This thesis presents the outcomes of a study on the socio-educational development of children of street vendors in Ghana. For many children in Ghana, the reality of childhood and a sound education is compromised by premature involvement in economic activities in order to augment the meagre incomes of their parents and guardians to survive.
The research inquiry is guided by the main research question: What are the social and educational challenges in the development of the children of street vendors in Ghana? The study, specifically sought to explore the nature and prevalence of children of street vendors in Ghana; how the familial circumstances of children of street vendors affect their socio-educational development; how life on the street affect the socio-educational development of children of street vendors and what the implications of the findings are for stakeholders and policy makers in addressing the street child phenomenon.

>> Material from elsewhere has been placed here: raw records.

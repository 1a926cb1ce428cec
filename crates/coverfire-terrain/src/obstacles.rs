//! Axis-aligned obstacle boxes and segment intersection.

use coverfire_core::config::ObstacleConfig;
use coverfire_core::types::Position;

/// Axis-aligned bounding box.
#[derive(Debug, Clone, Copy, PartialEq)]
pub struct Aabb {
    pub min: Position,
    pub max: Position,
}

impl Aabb {
    pub fn new(min: Position, max: Position) -> Self {
        Self {
            min: min.min(max),
            max: min.max(max),
        }
    }

    /// Whether a sphere overlaps the box.
    pub fn intersects_sphere(&self, center: Position, radius: f64) -> bool {
        let closest = center.clamp(self.min, self.max);
        closest.distance_squared(center) <= radius * radius
    }

    /// Entry parameter of the segment `from + t * (to - from)`, `t` in [0, 1].
    ///
    /// Slab test. Returns `None` if the segment misses the box.
    pub fn segment_entry(&self, from: Position, to: Position) -> Option<f64> {
        let delta = to - from;
        let mut t_min: f64 = 0.0;
        let mut t_max: f64 = 1.0;

        for axis in 0..3 {
            let origin = from[axis];
            let d = delta[axis];
            let (lo, hi) = (self.min[axis], self.max[axis]);

            if d.abs() < f64::EPSILON {
                if origin < lo || origin > hi {
                    return None;
                }
                continue;
            }

            let inv = 1.0 / d;
            let mut t0 = (lo - origin) * inv;
            let mut t1 = (hi - origin) * inv;
            if t0 > t1 {
                std::mem::swap(&mut t0, &mut t1);
            }
            t_min = t_min.max(t0);
            t_max = t_max.min(t1);
            if t_min > t_max {
                return None;
            }
        }

        Some(t_min)
    }
}

impl From<&ObstacleConfig> for Aabb {
    fn from(config: &ObstacleConfig) -> Self {
        Aabb::new(config.min, config.max)
    }
}

/// All line-of-sight blockers in the level.
#[derive(Debug, Clone, Default)]
pub struct ObstacleField {
    boxes: Vec<Aabb>,
}

impl ObstacleField {
    pub fn new(boxes: Vec<Aabb>) -> Self {
        Self { boxes }
    }

    pub fn from_config(obstacles: &[ObstacleConfig]) -> Self {
        Self::new(obstacles.iter().map(Aabb::from).collect())
    }

    pub fn boxes(&self) -> &[Aabb] {
        &self.boxes
    }

    pub fn is_empty(&self) -> bool {
        self.boxes.is_empty()
    }

    /// Earliest segment parameter at which any obstacle is entered.
    pub fn first_hit(&self, from: Position, to: Position) -> Option<f64> {
        self.boxes
            .iter()
            .filter_map(|b| b.segment_entry(from, to))
            .min_by(|a, b| a.total_cmp(b))
    }

    /// Whether a sphere overlaps any obstacle.
    pub fn blocks_sphere(&self, center: Position, radius: f64) -> bool {
        self.boxes
            .iter()
            .any(|b| b.intersects_sphere(center, radius))
    }
}

#[cfg(test)]
mod tests {
    use super::*;
    use glam::DVec3;

    fn unit_box() -> Aabb {
        Aabb::new(DVec3::new(-1.0, 0.0, 4.0), DVec3::new(1.0, 1.0, 5.0))
    }

    #[test]
    fn test_new_orders_corners() {
        let b = Aabb::new(DVec3::new(1.0, 1.0, 5.0), DVec3::new(-1.0, 0.0, 4.0));
        assert_eq!(b, unit_box());
    }

    #[test]
    fn test_segment_through_box() {
        let entry = unit_box()
            .segment_entry(DVec3::new(0.0, 0.5, 0.0), DVec3::new(0.0, 0.5, 10.0))
            .unwrap();
        assert!((entry - 0.4).abs() < 1e-9);
    }

    #[test]
    fn test_segment_over_box() {
        let entry =
            unit_box().segment_entry(DVec3::new(0.0, 1.5, 0.0), DVec3::new(0.0, 1.5, 10.0));
        assert!(entry.is_none());
    }

    #[test]
    fn test_segment_stops_short() {
        let entry =
            unit_box().segment_entry(DVec3::new(0.0, 0.5, 0.0), DVec3::new(0.0, 0.5, 3.9));
        assert!(entry.is_none());
    }

    #[test]
    fn test_segment_starting_inside() {
        let entry = unit_box()
            .segment_entry(DVec3::new(0.0, 0.5, 4.5), DVec3::new(0.0, 0.5, 10.0))
            .unwrap();
        assert_eq!(entry, 0.0);
    }

    #[test]
    fn test_sphere_overlap() {
        let b = unit_box();
        assert!(b.intersects_sphere(DVec3::new(0.0, 1.2, 4.5), 0.3));
        assert!(!b.intersects_sphere(DVec3::new(0.0, 1.5, 4.5), 0.3));
    }

    #[test]
    fn test_first_hit_picks_nearest() {
        let field = ObstacleField::new(vec![
            Aabb::new(DVec3::new(-1.0, 0.0, 8.0), DVec3::new(1.0, 1.0, 9.0)),
            unit_box(),
        ]);
        let t = field
            .first_hit(DVec3::new(0.0, 0.5, 0.0), DVec3::new(0.0, 0.5, 10.0))
            .unwrap();
        assert!((t - 0.4).abs() < 1e-9);
    }
}
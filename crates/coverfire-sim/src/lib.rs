//! Simulation engine for COVERFIRE.
//!
//! Owns the hecs ECS world, runs the combat progression loop once per host
//! frame, and produces GameStateSnapshots for the frontend.

pub mod cover;
pub mod damage_gate;
pub mod encounter;
pub mod engine;
pub mod progression;
pub mod systems;
pub mod timer;
pub mod wave;
pub mod weapon;
pub mod world_setup;

pub use coverfire_core as core;
pub use engine::{SimConfig, SimulationEngine};
//! Fundamental geometric and simulation types.

use glam::DVec3;
use serde::{Deserialize, Serialize};

/// 3D position in level space (meters). y = Up.
pub type Position = DVec3;

/// Simulation time tracking.
///
/// Ticks are driven by the host loop with a variable frame delta.
#[derive(Debug, Clone, Copy, Default, Serialize, Deserialize)]
pub struct SimTime {
    /// Current tick number (increments by 1 each tick).
    pub tick: u64,
    /// Elapsed simulation time in seconds.
    pub elapsed_secs: f64,
}

impl SimTime {
    /// Advance by one tick of `dt` seconds.
    pub fn advance(&mut self, dt: f64) {
        self.tick += 1;
        self.elapsed_secs += dt;
    }
}

/// Linear interpolation between two scalars.
pub fn lerp(start: f64, end: f64, t: f64) -> f64 {
    start + (end - start) * t
}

The study was conducted according to the qualitative research approach, guided by the interpretivist paradigm. A case study research design was utilized in investigating six street vendors and their six children who live and do their business on the streets for their stories and viewpoints as to how they experience the life on the street. I used in-depth interview, and observations to explore participants‘ understanding and interpretation of the phenomenon. The theoretical frameworks of Bronfenbrenner and Piaget facilitated data collection and reinforced the findings.

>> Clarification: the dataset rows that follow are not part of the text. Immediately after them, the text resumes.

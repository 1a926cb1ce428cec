//! Simulation engine: the core of the game.
//!
//! `SimulationEngine` owns the hecs ECS world, processes player commands,
//! runs all systems, and produces `GameStateSnapshot`s. Completely headless,
//! enabling deterministic testing.

use std::collections::VecDeque;

use hecs::{Entity, World};
use rand::SeedableRng;
use rand_chacha::ChaCha8Rng;
use tracing::{debug, error, info, warn};

use coverfire_core::commands::PlayerCommand;
use coverfire_core::components::WaveTag;
use coverfire_core::config::EncounterConfig;
use coverfire_core::enums::{DefeatReason, GamePhase};
use coverfire_core::events::GameEvent;
use coverfire_core::state::GameStateSnapshot;
use coverfire_core::types::SimTime;

use crate::damage_gate::PlayerDamage;
use crate::encounter::Encounter;
use crate::progression::ProgressionEvent;
use crate::systems;
use crate::systems::combatant::CombatantDamage;
use crate::wave::WaveManager;

/// Configuration for starting a new simulation.
pub struct SimConfig {
    /// RNG seed for determinism. Same seed = same simulation.
    pub seed: u64,
    /// Multiplier applied to every frame delta (1.0 = normal).
    pub time_scale: f64,
}

impl Default for SimConfig {
    fn default() -> Self {
        Self {
            seed: 42,
            time_scale: 1.0,
        }
    }
}

/// The simulation engine. Owns the ECS world and all sim state.
pub struct SimulationEngine {
    world: World,
    time: SimTime,
    phase: GamePhase,
    defeat_reason: Option<DefeatReason>,
    time_scale: f64,
    rng: ChaCha8Rng,
    config: EncounterConfig,
    encounter: Option<Encounter>,
    cover_held: bool,
    command_queue: VecDeque<PlayerCommand>,
    despawn_buffer: Vec<Entity>,
    events: Vec<GameEvent>,
}

impl SimulationEngine {
    /// Create a new simulation engine for the given encounter.
    pub fn new(config: SimConfig, encounter: EncounterConfig) -> Self {
        Self {
            world: World::new(),
            time: SimTime::default(),
            phase: GamePhase::default(),
            defeat_reason: None,
            time_scale: config.time_scale.max(0.0),
            rng: ChaCha8Rng::seed_from_u64(config.seed),
            config: encounter,
            encounter: None,
            cover_held: false,
            command_queue: VecDeque::new(),
            despawn_buffer: Vec::new(),
            events: Vec::new(),
        }
    }

    /// Queue a player command for processing at the next tick boundary.
    pub fn queue_command(&mut self, command: PlayerCommand) {
        self.command_queue.push_back(command);
    }

    /// Queue multiple commands.
    pub fn queue_commands(&mut self, commands: impl IntoIterator<Item = PlayerCommand>) {
        self.command_queue.extend(commands);
    }

    /// Advance the simulation by one host frame of `dt` seconds and return
    /// the resulting snapshot.
    pub fn tick(&mut self, dt: f64) -> GameStateSnapshot {
        self.process_commands();

        if self.phase == GamePhase::Active {
            let dt = if dt.is_finite() {
                dt.max(0.0) * self.time_scale
            } else {
                warn!(dt, "non-finite frame delta treated as zero");
                0.0
            };
            self.run_systems(dt);
            self.time.advance(dt);
        }

        let events = std::mem::take(&mut self.events);
        systems::snapshot::build_snapshot(
            &self.world,
            &self.time,
            self.phase,
            self.defeat_reason,
            self.encounter.as_ref(),
            events,
        )
    }

    /// Get the current game phase.
    pub fn phase(&self) -> GamePhase {
        self.phase
    }

    /// Get the current simulation time.
    pub fn time(&self) -> SimTime {
        self.time
    }

    /// Get a read-only reference to the ECS world.
    pub fn world(&self) -> &World {
        &self.world
    }

    /// Runtime state of the running encounter, if any.
    pub fn encounter(&self) -> Option<&Encounter> {
        self.encounter.as_ref()
    }

    #[cfg(test)]
    pub(crate) fn encounter_mut(&mut self) -> Option<&mut Encounter> {
        self.encounter.as_mut()
    }

    #[cfg(test)]
    pub(crate) fn world_mut(&mut self) -> &mut World {
        &mut self.world
    }

    /// Process all queued commands.
    fn process_commands(&mut self) {
        while let Some(command) = self.command_queue.pop_front() {
            self.handle_command(command);
        }
    }

    /// Handle a single player command.
    fn handle_command(&mut self, command: PlayerCommand) {
        match command {
            PlayerCommand::StartEncounter => {
                if self.phase != GamePhase::MainMenu {
                    debug!(phase = ?self.phase, "start ignored outside main menu");
                    return;
                }
                self.start_encounter();
            }
            PlayerCommand::Pause => {
                if self.phase == GamePhase::Active {
                    self.phase = GamePhase::Paused;
                }
            }
            PlayerCommand::Resume => {
                if self.phase == GamePhase::Paused {
                    self.phase = GamePhase::Active;
                }
            }
            PlayerCommand::ReturnToMenu => {
                if matches!(
                    self.phase,
                    GamePhase::Paused | GamePhase::Victory | GamePhase::Defeat
                ) {
                    self.world.clear();
                    self.encounter = None;
                    self.defeat_reason = None;
                    self.cover_held = false;
                    self.phase = GamePhase::MainMenu;
                }
            }
            PlayerCommand::SetCoverHeld { held } => {
                self.cover_held = held;
                if let Some(enc) = self.encounter.as_mut() {
                    enc.cover.hold(held);
                }
            }
            PlayerCommand::Shoot { combatant_id } => self.player_shoot(combatant_id),
            PlayerCommand::Reload => {
                if self.phase != GamePhase::Active {
                    return;
                }
                if let Some(enc) = self.encounter.as_mut() {
                    if enc.weapon.start_reload() {
                        self.events.push(GameEvent::ReloadStarted);
                    } else {
                        debug!("reload ignored");
                    }
                }
            }
        }
    }

    fn start_encounter(&mut self) {
        let mut encounter = match Encounter::new(&self.config) {
            Ok(encounter) => encounter,
            Err(err) => {
                error!(%err, "invalid encounter config, staying in menu");
                return;
            }
        };

        self.world.clear();
        self.time = SimTime::default();
        self.defeat_reason = None;

        if let Some(ProgressionEvent::TransitionStarted {
            from_index,
            to_index,
        }) = encounter.progression.start(&mut encounter.cover)
        {
            self.events.push(GameEvent::TransitionStarted {
                from_index,
                to_index,
            });
        }

        self.encounter = Some(encounter);
        self.phase = GamePhase::Active;
        info!(stops = self.config.stops.len(), "encounter started");
    }

    fn player_shoot(&mut self, combatant_id: Option<u32>) {
        if self.phase != GamePhase::Active {
            return;
        }
        let Some(enc) = self.encounter.as_mut() else {
            return;
        };
        if !enc.progression.is_in_combat() {
            debug!("shot ignored outside combat");
            return;
        }
        if !enc.weapon.try_fire() {
            return;
        }

        let damage = enc.weapon.damage();
        let report = combatant_id.and_then(|id| {
            systems::combatant::damage_by_id(&mut self.world, id, damage).map(|r| (id, r))
        });

        let hit = match report {
            None => false,
            Some((_, report)) if report.outcome == CombatantDamage::Ignored => false,
            Some((_, report)) if report.outcome != CombatantDamage::Killed => true,
            Some((id, report)) => {
                self.events.push(GameEvent::CombatantKilled { combatant_id: id });
                if !report.weak_point {
                    record_wave_death(&mut enc.waves, report.tag, &mut self.events);
                } else if let Some(strike) = systems::boss::weak_point_destroyed(
                    &mut self.world,
                    report.entity,
                    &mut self.events,
                ) {
                    if strike.outcome == CombatantDamage::Killed {
                        self.events.push(GameEvent::CombatantKilled {
                            combatant_id: strike.boss_id,
                        });
                        record_wave_death(&mut enc.waves, strike.tag, &mut self.events);
                    }
                }
                true
            }
        };

        if hit {
            enc.weapon.record_hit();
        }
        self.events.push(GameEvent::PlayerShot { hit });

        if enc.weapon.ammo() == 0 && enc.weapon.start_reload() {
            self.events.push(GameEvent::ReloadStarted);
        }
    }

    /// Run all systems in order.
    fn run_systems(&mut self, dt: f64) {
        let Some(enc) = self.encounter.as_mut() else {
            return;
        };

        // 1. Timers owned by the player
        enc.player.tick(dt);
        if enc.weapon.tick(dt) {
            self.events.push(GameEvent::ReloadFinished);
        }

        // 2. Cover input
        enc.cover.hold(self.cover_held);

        // 3. Progression (transition or wave-clear check, never both)
        let cleared = enc.waves.is_wave_cleared();
        match enc.progression.tick(dt, cleared, &mut enc.cover) {
            Some(ProgressionEvent::Arrived {
                stop_index,
                wave_index,
            }) => {
                self.events.push(GameEvent::ArrivedAtStop { stop_index });
                enc.cover.hold(self.cover_held);
                let radius = enc.player_config.collider_radius;
                match enc.waves.spawn_wave(&mut self.world, wave_index, radius) {
                    Ok(count) => {
                        self.events.push(GameEvent::WaveSpawned { wave_index, count });
                        if count == 0 {
                            self.events.push(GameEvent::WaveCleared { wave_index });
                        }
                    }
                    Err(err) => warn!(%err, "wave spawn failed"),
                }
            }
            Some(ProgressionEvent::TransitionStarted {
                from_index,
                to_index,
            }) => {
                self.events.push(GameEvent::TransitionStarted {
                    from_index,
                    to_index,
                });
                if enc.timer.add_time(enc.wave_clear_bonus_secs) {
                    self.events.push(GameEvent::TimeBonus {
                        secs: enc.wave_clear_bonus_secs,
                    });
                }
            }
            Some(ProgressionEvent::Completed) => {
                self.events.push(GameEvent::EncounterComplete);
                self.phase = GamePhase::Victory;
                info!(score = enc.weapon.score(), "encounter complete");
            }
            None => {}
        }

        // 4. Enemy fire
        let target = enc.player_target();
        systems::shooter::run(
            &mut self.world,
            &mut self.rng,
            &enc.obstacles,
            &target,
            dt,
            &mut self.events,
        );

        // 5. Projectile flight, damage routed through the gate
        let hits = systems::projectile::run(
            &mut self.world,
            dt,
            &enc.obstacles,
            enc.player_center(),
            enc.player_config.collider_radius,
        );
        for amount in hits {
            let outcome = enc.player.apply_damage(
                amount,
                enc.progression.is_in_combat(),
                enc.cover.is_in_cover(),
            );
            match outcome {
                PlayerDamage::Applied { health } => {
                    self.events.push(GameEvent::PlayerDamaged { amount, health });
                }
                PlayerDamage::Killed => {
                    self.events.push(GameEvent::PlayerDamaged { amount, health: 0 });
                    self.events.push(GameEvent::PlayerDied);
                    if self.phase == GamePhase::Active {
                        self.phase = GamePhase::Defeat;
                        self.defeat_reason = Some(DefeatReason::PlayerKilled);
                    }
                }
                PlayerDamage::Rejected(_) => {}
            }
        }

        // 6. Dying combatants and weak-point respawns
        systems::combatant::run(&mut self.world, dt, &mut self.events);
        systems::boss::run(&mut self.world, dt, &mut self.events);

        // 7. Encounter clock
        if enc.timer.tick(dt) {
            self.events.push(GameEvent::TimeExpired);
            if self.phase == GamePhase::Active {
                self.phase = GamePhase::Defeat;
                self.defeat_reason = Some(DefeatReason::TimeExpired);
            }
        }

        // 8. Cleanup
        systems::cleanup::run(&mut self.world, &mut self.despawn_buffer);
    }
}

/// Count a kill against its wave and announce the clear.
fn record_wave_death(waves: &mut WaveManager, tag: WaveTag, events: &mut Vec<GameEvent>) {
    if waves.handle_combatant_death(tag.generation) && waves.is_wave_cleared() {
        info!(wave = tag.wave_index, "wave cleared");
        events.push(GameEvent::WaveCleared {
            wave_index: tag.wave_index,
        });
    }
}
//! Enumeration types used throughout the simulation.

use serde::{Deserialize, Serialize};

/// Game phase (top-level state).
#[derive(Debug, Clone, Copy, Default, PartialEq, Eq, Serialize, Deserialize)]
pub enum GamePhase {
    #[default]
    MainMenu,
    Active,
    Paused,
    /// Every cover stop cleared.
    Victory,
    /// Player died or the encounter timer ran out.
    Defeat,
}

/// Combat progression controller state.
#[derive(Debug, Clone, Copy, Default, PartialEq, Eq, Serialize, Deserialize)]
pub enum ProgressionState {
    /// Not started yet.
    #[default]
    Idle,
    /// Camera moving between two stops. Player forced out of cover.
    Transitioning,
    /// Parked at a stop, waiting for the wave to clear.
    InCombat,
    /// Ran past the last stop.
    Complete,
}

/// Enemy combatant lifecycle.
#[derive(Debug, Clone, Copy, Default, PartialEq, Eq, Serialize, Deserialize)]
pub enum CombatantState {
    #[default]
    Alive,
    /// Dead, hitbox off, waiting out the removal grace period.
    Dying,
    /// Despawned.
    Removed,
}

/// Enemy archetype category.
#[derive(Debug, Clone, Copy, Default, PartialEq, Eq, Hash, Serialize, Deserialize)]
#[serde(rename_all = "snake_case")]
pub enum EnemyArchetype {
    /// Ground soldier with a rifle.
    #[default]
    Walker,
    /// Hovering drone, fragile but quick to fire.
    Flyer,
    /// Armoured gunner, slow and accurate.
    Heavy,
    /// Stage boss. Immune to direct fire.
    Boss,
    /// Destructible boss part. Never fires, respawns after a delay.
    WeakPoint,
}

/// Outcome of an enemy shot.
#[derive(Debug, Clone, Copy, PartialEq, Eq, Serialize, Deserialize)]
pub enum ShotOutcome {
    Hit,
    Miss,
}

/// Why the encounter ended in defeat.
#[derive(Debug, Clone, Copy, PartialEq, Eq, Serialize, Deserialize)]
pub enum DefeatReason {
    PlayerKilled,
    TimeExpired,
}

Analysis revealed that children are on the street with their parents as a result of socio-economic problems (such as economic stagnation, urbanization, rural-to-urban migration, inadequate housing, high birth rates, and the absence of government assistance programmes) which have plagued the country for many years. Anecdotal evidence pointed out that children engaging in work is prevalent in Ghana and often constrains the choices and freedom of children and their human rights and socio-economic welfare. Findings further revealed that the extended families play an important role in supporting and maintaining family ties.
It is argued that, when government provides social safety nets for poor families, especially for those in the urban informal sector the likelihood that they will engage their children in, street trade and vending will minimize.